Teil 1: Embedded Finance
Der stille Gamechanger in Apps und Plattformen
Lesezeit: ca. 4 Minuten
Embedded Finance - das nahtlose Einbinden von Finanzdienstleistungen direkt in Apps und Plattformen. Aber was steckt wirklich dahinter? Welche Technologie macht das möglich, und wie unterscheidet sich das von den klassischen Banklösungen? In diesem Beitrag gehe ich einen Schritt weiter und beleuchte, was Embedded Finance so besonders macht und wie es bereits von grossen Playern und spannenden Nischenunternehmen genutzt wird.
Mehr als nur Zahlungen
Wenn wir an Embedded Finance denken, kommen oft als erstes Zahlungslösungen in den Sinn – wie das Bezahlen mit Apple Pay oder Google Pay in verschiedenen Apps. Doch Embedded Finance geht weit darüber hinaus. Es umfasst auch Kredite, Versicherungen, Investments und sogar Bankkonten, die direkt in Nicht-Finanzplattformen eingebettet sind. Der Clou dabei: Diese Dienstleistungen werden dem Endnutzer oft als Teil des Hauptangebots präsentiert, ohne dass dieser merkt, dass ein Finanzdienstleister dahintersteht.
Wie funktioniert Embedded Finance technisch?
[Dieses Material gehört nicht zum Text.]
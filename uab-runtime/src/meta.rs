//! The `linglong.meta` JSON schema (spec §3) and its load path (§4.1.3).

use std::fs::File;

use linglong_common::{Error, Result};
use serde::{Deserialize, Serialize};

use crate::digest::digest_file_range;
use crate::elf::require_section;

#[derive(Debug, Clone, Serialize, Deserialize)]
pub struct LayerInfo {
    pub id: String,
    pub channel: String,
    pub version: String,
    pub arch: Vec<String>,
    pub kind: LayerKind,
}

#[derive(Debug, Clone, Copy, PartialEq, Eq, Serialize, Deserialize)]
#[serde(rename_all = "lowercase")]
pub enum LayerKind {
    App,
    Runtime,
    Base,
}

#[derive(Debug, Clone, Serialize, Deserialize)]
pub struct Layer {
    pub info: LayerInfo,
}

#[derive(Debug, Clone, Serialize, Deserialize)]
pub struct Sections {
    pub bundle: String,
}

#[derive(Debug, Clone, Serialize, Deserialize)]
pub struct Meta {
    pub uuid: String,
    pub digest: String,
    pub sections: Sections,
    pub layers: Vec<Layer>,
}

impl Meta {
    /// The single layer with `kind == "app"`. Schema invariant: exactly one
    /// such layer exists; a missing or duplicated one is malformed input.
    pub fn app_layer(&self) -> Result<&Layer> {
        let mut apps = self.layers.iter().filter(|l| l.info.kind == LayerKind::App);
        let first = apps.next().ok_or_else(|| Error::malformed("no app-kind layer in metadata"))?;
        if apps.next().is_some() {
            return Err(Error::malformed("more than one app-kind layer in metadata"));
        }
        Ok(first)
    }

    /// `channel:id/version/arch[0]`, the reference form `importSelf` compares
    /// against `ll-cli --json list`'s output.
    pub fn app_ref(&self) -> Result<String> {
        let layer = self.app_layer()?;
        let arch = layer
            .info
            .arch
            .first()
            .ok_or_else(|| Error::malformed("app layer has no arch entries"))?;
        Ok(format!("{}:{}/{}/{}", layer.info.channel, layer.info.id, layer.info.version, arch))
    }
}

/// Locates `linglong.meta`, reads and parses it — §4.1.3.
pub fn load_meta(self_path: &std::path::Path) -> Result<Meta> {
    let section = require_section(self_path, "linglong.meta")?;
    let mut file = File::open(self_path)
        .map_err(|e| Error::syscall(format!("open {} failed: {e}", self_path.display())))?;

    use std::io::{Read, Seek, SeekFrom};
    file.seek(SeekFrom::Start(section.offset))
        .map_err(|e| Error::syscall(format!("seek failed: {e}")))?;
    let mut buf = vec![0u8; section.size as usize];
    file.read_exact(&mut buf).map_err(|e| Error::malformed(format!("short metadata read: {e}")))?;

    serde_json::from_slice(&buf).map_err(Error::from)
}

/// Verifies the bundle section's SHA-256 against `meta.digest` — §4.1.4.
/// Returns `Ok(())` on match, `Err` with both digests in the message
/// otherwise (§8 Scenario C requires both to be visible to the caller).
pub fn verify_bundle_digest(self_path: &std::path::Path, meta: &Meta) -> Result<()> {
    let section = require_section(self_path, &meta.sections.bundle)?;
    let mut file = File::open(self_path)
        .map_err(|e| Error::syscall(format!("open {} failed: {e}", self_path.display())))?;

    let actual = digest_file_range(&mut file, section.offset, section.size)?;
    if actual != meta.digest {
        return Err(Error::integrity(format!(
            "bundle digest mismatch: expected {}, got {actual}",
            meta.digest
        )));
    }
    Ok(())
}

#[cfg(test)]
mod tests {
    use super::*;

    fn sample_meta(kind_a: &str, kind_b: Option<&str>) -> String {
        let mut layers = format!(
            r#"{{"info":{{"id":"org.app","channel":"main","version":"1.0.0","arch":["x86_64"],"kind":"{kind_a}"}}}}"#
        );
        if let Some(kind_b) = kind_b {
            layers = format!(
                r#"{layers},{{"info":{{"id":"org.runtime","channel":"main","version":"1.0.0","arch":["x86_64"],"kind":"{kind_b}"}}}}"#
            );
        }
        format!(
            r#"{{"uuid":"abc","digest":"00","sections":{{"bundle":"linglong.bundle"}},"layers":[{layers}]}}"#
        )
    }

    #[test]
    fn parses_app_layer_and_builds_ref() {
        let meta: Meta = serde_json::from_str(&sample_meta("app", Some("runtime"))).unwrap();
        assert_eq!(meta.app_ref().unwrap(), "main:org.app/1.0.0/x86_64");
    }

    #[test]
    fn rejects_metadata_without_app_layer() {
        let meta: Meta = serde_json::from_str(&sample_meta("runtime", None)).unwrap();
        assert!(meta.app_layer().is_err());
    }

    #[test]
    fn rejects_metadata_with_two_app_layers() {
        let meta: Meta = serde_json::from_str(&sample_meta("app", Some("app"))).unwrap();
        assert!(meta.app_layer().is_err());
    }
}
Im Zentrum von Embedded Finance stehen APIs (Application Programming Interfaces), die es Drittanbietern – also Nicht-Banken – ermöglichen, Finanzdienstleistungen direkt in ihre Systeme zu integrieren. Früher hätten Unternehmen mit Banken separate Partnerschaften eingehen oder sogar selbst eine Banklizenz beantragen müssen, um Finanzprodukte anbieten zu können. Heute erlaubt die API-Technologie, dass Finanzdienstleistungen von spezialisierten Anbietern "in Echtzeit" in jede Plattform eingebunden werden können.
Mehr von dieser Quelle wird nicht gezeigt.